Academy of Culinary Arts (ACA) - The course provides students with fundamental skills in culinary, restaurant, business management, and life. Promoting professionalism through student involvement within culinary endeavors as well as encouraging post-secondary student education and future careers within the culinary and hospitality industries.

The academies allow high school students, regardless of address, to attend from all over the district, providing that the student is accepted into the academy.

==International Baccalaureate Program (IB)==
Ridgeview High School is the only high school within the Clay County School District to offer the IB program. Like the academies, high school students from all over the district may attend, provided that the student is accepted into the Pre-IB/IB program.

==Fine Arts==
Ridgeview High School's fine arts programs include band, drama, and chorus.

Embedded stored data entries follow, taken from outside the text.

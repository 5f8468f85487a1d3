//! Request extractors.

pub mod query;

pub use query::ContentQuery;
use std::net::SocketAddr;

use axum::{Router, middleware, routing::get};
use metrics_exporter_prometheus::PrometheusHandle;
use tower::ServiceBuilder;

use crate::handlers::{
    entries::get_entries, fallback::route_not_found, health::health_check,
    metrics::metrics_handler, personalized::get_personalized_config, root::index,
};
use crate::metrics::detached_handle;
use crate::middleware::{
    cors_layer, logging_layer, panic_layer, propagate_request_id_layer, set_request_id_layer,
};
use crate::state::AppState;

/// Creates a router with the given application state and metrics handle.
pub fn create_router_with_state(state: AppState, prometheus_handle: PrometheusHandle) -> Router {
    // Outermost first: the id must exist before the logging span opens.
    let middleware_stack = ServiceBuilder::new()
        .layer(set_request_id_layer())
        .layer(logging_layer())
        .layer(propagate_request_id_layer())
        .layer(cors_layer())
        .layer(panic_layer());

    // Router for metrics endpoint (different state)
    let metrics_router = Router::new()
        .route("/metrics", get(metrics_handler))
        .with_state(prometheus_handle);

    // Main application router
    let app_router = Router::new()
        .route("/", get(index))
        .route("/health", get(health_check))
        .route("/api/entries", get(get_entries))
        .route("/api/personalized-config", get(get_personalized_config))
        .with_state(state);

    Router::new()
        .merge(app_router)
        .merge(metrics_router)
        .fallback(route_not_found)
        // HTTP metrics middleware
        .layer(middleware::from_fn(
            crate::metrics::http::http_metrics_middleware,
        ))
        .layer(middleware_stack)
}

/// Creates a router whose `/metrics` endpoint is backed by a recorder that
/// is not installed globally.
pub fn create_router(state: AppState) -> Router {
    create_router_with_state(state, detached_handle())
}

/// Runs the server with the given state and metrics handle.
pub async fn run_server_with_state(
    addr: SocketAddr,
    state: AppState,
    prometheus_handle: PrometheusHandle,
) -> Result<(), std::io::Error> {
    let app = create_router_with_state(state, prometheus_handle);

    let listener = tokio::net::TcpListener::bind(addr).await?;
    tracing::info!("Server listening on {}", addr);

    axum::serve(listener, app)
        .with_graceful_shutdown(shutdown_signal())
        .await
}

async fn shutdown_signal() {
    let ctrl_c = async {
        if let Err(e) = tokio::signal::ctrl_c().await {
            tracing::error!(error = %e, "Failed to listen for Ctrl+C");
            std::future::pending::<()>().await;
        }
    };

    #[cfg(unix)]
    let terminate = async {
        match tokio::signal::unix::signal(tokio::signal::unix::SignalKind::terminate()) {
            Ok(mut signal) => {
                signal.recv().await;
            },
            Err(e) => {
                tracing::error!(error = %e, "Failed to install SIGTERM handler");
                std::future::pending::<()>().await;
            },
        }
    };

    #[cfg(not(unix))]
    let terminate = std::future::pending::<()>();

    tokio::select! {
        _ = ctrl_c => {},
        _ = terminate => {},
    }

    tracing::info!("Shutdown signal received");
}
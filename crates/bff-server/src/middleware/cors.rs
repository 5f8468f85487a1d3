use axum::http::Method;
use tower_http::cors::{AllowHeaders, AllowOrigin, CorsLayer};

/// CORS for browser clients on any origin, with cookies allowed.
///
/// Credentials rule out wildcards, so origin and headers are mirrored from
/// the request instead.
pub fn cors_layer() -> CorsLayer {
    CorsLayer::new()
        .allow_origin(AllowOrigin::mirror_request())
        .allow_headers(AllowHeaders::mirror_request())
        .allow_methods([Method::GET, Method::OPTIONS])
        .allow_credentials(true)
}
//! Error types for the BFF core.
//!
//! Configuration errors are fatal at startup: the server never binds a
//! listener when [`ConfigError`] is returned. Validation errors are per
//! request and map to `400 Bad Request` in the server crate.

use thiserror::Error;

/// Errors raised while building the Contentstack client configuration.
#[derive(Debug, Error)]
pub enum ConfigError {
    /// One or more required variables are absent or empty.
    #[error(
        "missing required Contentstack environment variables: {}",
        .0.join(", ")
    )]
    MissingVars(Vec<&'static str>),

    /// The region is not one of the known Contentstack regions.
    #[error("invalid region '{0}': expected one of us, eu, azure-na, azure-eu, gcp-na")]
    InvalidRegion(String),

    /// A variable is present but its value cannot be used.
    #[error("invalid value for {name}: {reason}")]
    InvalidValue {
        /// Variable name
        name: &'static str,
        /// Why it was rejected
        reason: String,
    },

    /// The underlying configuration source failed.
    #[error("configuration source error: {0}")]
    Source(#[from] config::ConfigError),
}

impl ConfigError {
    /// Creates a new invalid value error.
    pub fn invalid_value(name: &'static str, reason: impl Into<String>) -> Self {
        Self::InvalidValue {
            name,
            reason: reason.into(),
        }
    }
}

/// Errors raised when a request parameter cannot be used in a query.
#[derive(Debug, Clone, PartialEq, Eq, Error)]
pub enum ValidationError {
    /// The value is empty.
    #[error("{field} cannot be empty")]
    Empty {
        /// Parameter name
        field: &'static str,
    },

    /// The value contains characters outside the GraphQL identifier set.
    #[error("{field} must contain only letters, digits and underscores, got '{value}'")]
    InvalidIdentifier {
        /// Parameter name
        field: &'static str,
        /// The rejected value
        value: String,
    },
}
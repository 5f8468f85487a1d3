//! Service index.

use axum::Json;
use serde::Serialize;

#[derive(Debug, Serialize)]
#[serde(rename_all = "camelCase")]
pub struct Endpoints {
    pub health: &'static str,
    pub entries: &'static str,
    pub personalized_config: &'static str,
    pub metrics: &'static str,
}

#[derive(Debug, Serialize)]
pub struct RootResponse {
    pub message: &'static str,
    pub version: &'static str,
    pub endpoints: Endpoints,
}

impl Default for RootResponse {
    fn default() -> Self {
        Self {
            message: "Contentstack BFF API",
            version: env!("CARGO_PKG_VERSION"),
            endpoints: Endpoints {
                health: "/health",
                entries: "/api/entries",
                personalized_config: "/api/personalized-config",
                metrics: "/metrics",
            },
        }
    }
}

pub async fn index() -> Json<RootResponse> {
    Json(RootResponse::default())
}
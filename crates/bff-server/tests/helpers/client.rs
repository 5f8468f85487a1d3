//! Test client helpers.

use std::sync::Arc;

use axum::{
    Router,
    body::Body,
    http::{Request, Response, StatusCode, header},
};
use bff_graphql::QueryExecutor;
use bff_server::{AppState, create_router};
use http_body_util::BodyExt;
use serde_json::json;
use tower::ServiceExt;

use super::stub::StubExecutor;

/// Helper para tests de integracion HTTP.
pub struct TestClient {
    app: Router,
}

impl TestClient {
    /// Crea un nuevo test client con el router proporcionado.
    pub fn new(app: Router) -> Self {
        Self { app }
    }

    /// Hace un GET request.
    pub async fn get(&self, uri: &str) -> TestResponse {
        self.request(
            Request::builder()
                .uri(uri)
                .method("GET")
                .body(Body::empty())
                .unwrap(),
        )
        .await
    }

    /// Hace un GET request con headers personalizados.
    pub async fn get_with_headers(&self, uri: &str, headers: Vec<(&str, &str)>) -> TestResponse {
        let mut builder = Request::builder().uri(uri).method("GET");

        for (name, value) in headers {
            builder = builder.header(name, value);
        }

        self.request(builder.body(Body::empty()).unwrap()).await
    }

    /// Hace un preflight CORS.
    pub async fn preflight(&self, uri: &str, origin: &str) -> TestResponse {
        self.request(
            Request::builder()
                .uri(uri)
                .method("OPTIONS")
                .header(header::ORIGIN, origin)
                .header(header::ACCESS_CONTROL_REQUEST_METHOD, "GET")
                .body(Body::empty())
                .unwrap(),
        )
        .await
    }

    /// Ejecuta un request arbitrario.
    async fn request(&self, request: Request<Body>) -> TestResponse {
        let response = self
            .app
            .clone()
            .oneshot(request)
            .await
            .expect("Request failed");

        TestResponse::from_response(response).await
    }
}

/// Wrapper sobre Response con helpers para assertions.
#[derive(Debug)]
pub struct TestResponse {
    pub status: StatusCode,
    pub headers: axum::http::HeaderMap,
    pub body: Vec<u8>,
}

impl TestResponse {
    async fn from_response(response: Response<Body>) -> Self {
        let status = response.status();
        let headers = response.headers().clone();
        let body = response
            .into_body()
            .collect()
            .await
            .expect("Failed to read body")
            .to_bytes()
            .to_vec();

        Self {
            status,
            headers,
            body,
        }
    }

    /// Retorna el body como string.
    pub fn text(&self) -> String {
        String::from_utf8(self.body.clone()).expect("Body is not valid UTF-8")
    }

    /// Parsea el body como JSON.
    pub fn json<T: serde::de::DeserializeOwned>(&self) -> T {
        serde_json::from_slice(&self.body).expect("Failed to parse JSON")
    }

    /// Retorna un header especifico.
    pub fn header(&self, name: &str) -> Option<&str> {
        self.headers.get(name).and_then(|v| v.to_str().ok())
    }

    /// Verifica que el status sea el esperado.
    pub fn assert_status(&self, expected: StatusCode) -> &Self {
        assert_eq!(
            self.status,
            expected,
            "Expected status {} but got {}. Body: {}",
            expected,
            self.status,
            self.text()
        );
        self
    }

    /// Verifica que el Content-Type contenga el valor esperado.
    pub fn assert_content_type_contains(&self, expected: &str) -> &Self {
        let content_type = self
            .header("content-type")
            .expect("Response missing Content-Type header");

        assert!(
            content_type.contains(expected),
            "Expected Content-Type to contain '{}' but got '{}'",
            expected,
            content_type
        );
        self
    }

    /// Verifica que un header exista.
    pub fn assert_header_exists(&self, name: &str) -> &Self {
        assert!(
            self.headers.contains_key(name),
            "Expected header '{}' to exist",
            name
        );
        self
    }

    /// Verifica que un header tenga un valor especifico.
    pub fn assert_header(&self, name: &str, expected: &str) -> &Self {
        let value = self
            .header(name)
            .unwrap_or_else(|| panic!("Header '{}' not found", name));

        assert_eq!(
            value, expected,
            "Expected header '{}' to be '{}' but got '{}'",
            name, expected, value
        );
        self
    }
}

/// Crea un TestClient sobre el executor dado.
pub fn client_with(executor: Arc<dyn QueryExecutor>) -> TestClient {
    TestClient::new(create_router(AppState::new(executor)))
}

/// Crea un TestClient cuyo executor responde con datos vacios.
pub fn client() -> TestClient {
    client_with(Arc::new(StubExecutor::data(json!({}))))
}
//! Entries endpoint handler.

use axum::{Json, extract::State};
use bff_graphql::{
    LIST_ENTRIES_OPERATION, build_list_entries_query, build_list_entries_variables,
};
use serde_json::Value;
use tracing::instrument;

use crate::error::AppError;
use crate::extractors::ContentQuery;
use crate::handlers::response::SuccessResponse;
use crate::metrics::upstream::{UpstreamOutcome, record_upstream_query};
use crate::state::AppState;

/// Handler for GET /api/entries.
///
/// Validate, execute, respond. The upstream `data` member is returned as is.
#[instrument(skip_all)]
pub async fn get_entries(
    State(state): State<AppState>,
    ContentQuery(params): ContentQuery,
) -> Result<Json<SuccessResponse<Value>>, AppError> {
    let request = params.into_entries_request()?;

    tracing::info!(
        content_type = %request.content_type_uid(),
        locale = request.locale(),
        variants = ?request.variants(),
        "Fetching entries"
    );

    let query = build_list_entries_query(request.content_type_uid(), request.fields());
    let variables = build_list_entries_variables(&request);

    let data = state
        .executor()
        .execute(&query, variables)
        .await
        .map_err(|e| {
            tracing::error!(
                error = %e,
                executor = state.executor().name(),
                "Error fetching entries"
            );
            record_upstream_query(LIST_ENTRIES_OPERATION, UpstreamOutcome::of(&e));
            AppError::upstream(&e)
        })?;

    record_upstream_query(LIST_ENTRIES_OPERATION, UpstreamOutcome::Ok);
    Ok(Json(SuccessResponse::new(data)))
}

==Career and Technology Education (CTE)==
Ridgeview High School CTE programs include Early Childhood Education, Business Education Programs, Construction Technology, and Heating & Air Conditioning.

==Athletics==
Ridgeview has several sports teams, including cross country, football, golf, slow and fast-pitch softball, swimming, volleyball, basketball, soccer, weightlifting, wrestling, baseball, tennis, and track.